Sacred & Secular Belief (Or, Why I Am Not a Democrat) Part 4

In case you were curious: part 1, 2, and 3.

"Vote your conscience." I'm sure I've heard this plenty of times. When you don't know who to vote for, then you should vote your conscience. It's a wonderful sentiment, except that it's a terrible idea. I'm convinced that voting your conscience leads to a bloated, over-sized government with a god-complex.

Today, we look to the government for that which the ancients looked to their gods. Bad harvest? Look to the government for help. Lost your job? Go to the government. Drought? Call Washington. The Government is our Pantheon. Washington is our Mount Olympus.

The State has stepped where it does not belong. It has dangerously overflowed its banks. There is nothing for which we do not instinctively look to the government first. Elections are won and lost based on inane promises of controlling something as trivial and fickle as the market price of a gallon of gasoline. It is truly absurd.

Voting your conscience makes sense only for those who are unwilling to fulfill the calling of the Church in the world. Voting your conscience is passing the buck. You're hiring someone else to do the work you are called to do.

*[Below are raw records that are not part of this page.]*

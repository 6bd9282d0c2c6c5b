//! Move descriptors and their application.

use crate::solution::{Edit, Solution};

/// One concrete perturbation of a [`Solution`].
///
/// Positions follow the order in which the move is carried out: a target
/// position is an index into the sequence *after* the source job(s) have
/// been removed. This is the same order the enumeration uses, so a
/// descriptor reported to a visitor can be replayed with [`Move::apply`]
/// on an unchanged copy of the starting solution.
#[derive(Debug, Clone, Copy, PartialEq, Eq, Hash)]
pub enum Move {
    /// Move the job at `from` to `to` on the same machine.
    Shift {
        machine: usize,
        from: usize,
        to: usize,
    },

    /// Exchange the jobs at `first` and `second` on the same machine.
    Switch {
        machine: usize,
        first: usize,
        second: usize,
    },

    /// Move the job at `source_position` of `source_machine` to
    /// `target_position` of `target_machine`.
    TaskMove {
        source_machine: usize,
        source_position: usize,
        target_machine: usize,
        target_position: usize,
    },

    /// Exchange one job of each machine, each landing at a free position.
    Swap {
        first_machine: usize,
        first_source: usize,
        second_machine: usize,
        second_source: usize,
        first_target: usize,
        second_target: usize,
    },

    /// Exchange one job of each machine, each taking the other's slot.
    DirectSwap {
        first_machine: usize,
        first_position: usize,
        second_machine: usize,
        second_position: usize,
    },

    /// Relocate two jobs of the same machine.
    TwoShift {
        machine: usize,
        first_source: usize,
        second_source: usize,
        first_target: usize,
        second_target: usize,
    },
}

impl Move {
    /// Applies the move through the solution's primitives.
    ///
    /// The returned token undoes it exactly.
    ///
    /// # Panics
    ///
    /// Panics if the descriptor does not fit the solution's current shape.
    pub fn apply(&self, solution: &mut Solution<'_>) -> AppliedMove {
        let mut edits = Vec::with_capacity(4);
        match *self {
            Move::Shift { machine, from, to } => {
                let job = solution.job_at(machine, from);
                edits.push(solution.remove(machine, from));
                edits.push(solution.insert(job, machine, to));
            }
            Move::Switch {
                machine,
                first,
                second,
            } => {
                let a = solution.job_at(machine, first);
                let b = solution.job_at(machine, second);
                edits.push(solution.replace(a, machine, second));
                edits.push(solution.replace(b, machine, first));
            }
            Move::TaskMove {
                source_machine,
                source_position,
                target_machine,
                target_position,
            } => {
                let job = solution.job_at(source_machine, source_position);
                edits.push(solution.remove(source_machine, source_position));
                edits.push(solution.insert(job, target_machine, target_position));
            }
            Move::Swap {
                first_machine,
                first_source,
                second_machine,
                second_source,
                first_target,
                second_target,
            } => {
                let a = solution.job_at(first_machine, first_source);
                edits.push(solution.remove(first_machine, first_source));
                let b = solution.job_at(second_machine, second_source);
                edits.push(solution.remove(second_machine, second_source));
                edits.push(solution.insert(b, first_machine, first_target));
                edits.push(solution.insert(a, second_machine, second_target));
            }
            Move::DirectSwap {
                first_machine,
                first_position,
                second_machine,
                second_position,
            } => {
                let a = solution.job_at(first_machine, first_position);
                let b = solution.job_at(second_machine, second_position);
                edits.push(solution.replace(b, first_machine, first_position));
                edits.push(solution.replace(a, second_machine, second_position));
            }
            Move::TwoShift {
                machine,
                first_source,
                second_source,
                first_target,
                second_target,
            } => {
                let a = solution.job_at(machine, first_source);
                edits.push(solution.remove(machine, first_source));
                let b = solution.job_at(machine, second_source);
                edits.push(solution.remove(machine, second_source));
                edits.push(solution.insert(a, machine, first_target));
                edits.push(solution.insert(b, machine, second_target));
            }
        }
        AppliedMove { mv: *self, edits }
    }

    /// Machines whose sequence the move changes.
    pub fn machines(&self) -> (usize, Option<usize>) {
        match *self {
            Move::Shift { machine, .. }
            | Move::Switch { machine, .. }
            | Move::TwoShift { machine, .. } => (machine, None),
            Move::TaskMove {
                source_machine,
                target_machine,
                ..
            } => (source_machine, Some(target_machine)),
            Move::Swap {
                first_machine,
                second_machine,
                ..
            }
            | Move::DirectSwap {
                first_machine,
                second_machine,
                ..
            } => (first_machine, Some(second_machine)),
        }
    }
}

/// A move that has been applied, holding the edits needed to undo it.
#[must_use = "an applied move must be undone or explicitly kept"]
#[derive(Debug, Clone, PartialEq, Eq)]
pub struct AppliedMove {
    mv: Move,
    edits: Vec<Edit>,
}

impl AppliedMove {
    /// The move that was applied.
    pub fn descriptor(&self) -> Move {
        self.mv
    }

    /// Reverts every edit in reverse order.
    pub fn undo(self, solution: &mut Solution<'_>) {
        for edit in self.edits.into_iter().rev() {
            solution.revert(edit);
        }
    }
}

#[cfg(test)]
mod tests {
    use super::*;
    use crate::problem::ProblemInstance;

    fn problem() -> ProblemInstance {
        ProblemInstance::from_fn(
            6,
            3,
            |k, j| (1 + (j * 5 + k * 3) % 7) as u32,
            |k, i, j| ((i + 2 * j + k) % 4) as u32,
        )
        .unwrap()
    }

    fn start(problem: &ProblemInstance) -> Solution<'_> {
        Solution::from_sequences(problem, &[vec![0, 1, 2], vec![3, 4], vec![5]])
    }

    fn every_kind() -> Vec<Move> {
        vec![
            Move::Shift { machine: 0, from: 0, to: 2 },
            Move::Switch { machine: 0, first: 0, second: 2 },
            Move::TaskMove {
                source_machine: 1,
                source_position: 1,
                target_machine: 2,
                target_position: 0,
            },
            Move::Swap {
                first_machine: 0,
                first_source: 1,
                second_machine: 1,
                second_source: 0,
                first_target: 2,
                second_target: 1,
            },
            Move::DirectSwap {
                first_machine: 0,
                first_position: 2,
                second_machine: 2,
                second_position: 0,
            },
            Move::TwoShift {
                machine: 0,
                first_source: 0,
                second_source: 1,
                first_target: 1,
                second_target: 0,
            },
        ]
    }

    #[test]
    fn test_apply_keeps_solution_feasible() {
        let problem = problem();
        for mv in every_kind() {
            let mut solution = start(&problem);
            let _ = mv.apply(&mut solution);
            solution.refresh();
            assert_eq!(solution.audit(), Ok(()), "{mv:?}");
        }
    }

    #[test]
    fn test_apply_then_undo_restores() {
        let problem = problem();
        let original = start(&problem);
        for mv in every_kind() {
            let mut solution = original.clone();
            let applied = mv.apply(&mut solution);
            assert_eq!(applied.descriptor(), mv);
            applied.undo(&mut solution);
            assert_eq!(solution.sequences(), original.sequences(), "{mv:?}");
            assert_eq!(solution.machine_makespans(), original.machine_makespans());
            assert_eq!(solution.sum_makespan(), original.sum_makespan());
            for job in 0..problem.n() {
                assert_eq!(solution.assignment(job), original.assignment(job));
            }
        }
    }

    #[test]
    fn test_shift_semantics() {
        let problem = problem();
        let mut solution = start(&problem);
        let _ = Move::Shift { machine: 0, from: 0, to: 2 }.apply(&mut solution);
        assert_eq!(solution.sequence(0), &[1, 2, 0]);
    }

    #[test]
    fn test_swap_semantics() {
        let problem = problem();
        let mut solution = start(&problem);
        let _ = Move::Swap {
            first_machine: 0,
            first_source: 1,
            second_machine: 1,
            second_source: 0,
            first_target: 0,
            second_target: 1,
        }
        .apply(&mut solution);
        assert_eq!(solution.sequence(0), &[3, 0, 2]);
        assert_eq!(solution.sequence(1), &[4, 1]);
        assert_eq!(solution.assignment(1), Some(1));
        assert_eq!(solution.assignment(3), Some(0));
    }

    #[test]
    fn test_direct_swap_semantics() {
        let problem = problem();
        let mut solution = start(&problem);
        let _ = Move::DirectSwap {
            first_machine: 0,
            first_position: 2,
            second_machine: 1,
            second_position: 0,
        }
        .apply(&mut solution);
        assert_eq!(solution.sequence(0), &[0, 1, 3]);
        assert_eq!(solution.sequence(1), &[2, 4]);
        assert_eq!(solution.assignment(2), Some(1));
        assert_eq!(solution.assignment(3), Some(0));
    }

    #[test]
    fn test_machines() {
        let (first, second) = Move::TaskMove {
            source_machine: 2,
            source_position: 0,
            target_machine: 0,
            target_position: 0,
        }
        .machines();
        assert_eq!((first, second), (2, Some(0)));
    }
}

Teddy Roosevelt's father hired a man to fight in the Civil War on his behalf. His situation was understandably difficult. He was from New York, and his wife was from the South. How could he go to war against his own brothers-in-law. Still, Teddy never did live down the shame of his father's choice.

The same thing is happening in the Church today. We are hiring a political party to go to war on our behalf. We are turning to a presidential candidate who wants to turn the mission of the Church into the will of the State. Of all the ways the Church has prostituted herself, this is perhaps one of the most deceptive. When has it ever worked out well for Jesus when his bride has linked arms with the State? When has the body of Christ ever needed the long arm of the law to fulfill its mission?

Don't vote your conscience, obey it. Then, if you must, go and vote your intellect. Vote for the candidate who is most likely to gather the government back within its proper boundaries. Vote for the candidate who understands that the State can never do the work of the Church, and who will limit the size and scope of the State appropriately.

I've come to understand that my secular belief, my political philosophy, ought not to mirror my sacred belief. Rather, my secular belief ought to create space for the sacred. My philosophy must create room for my theology to be practiced.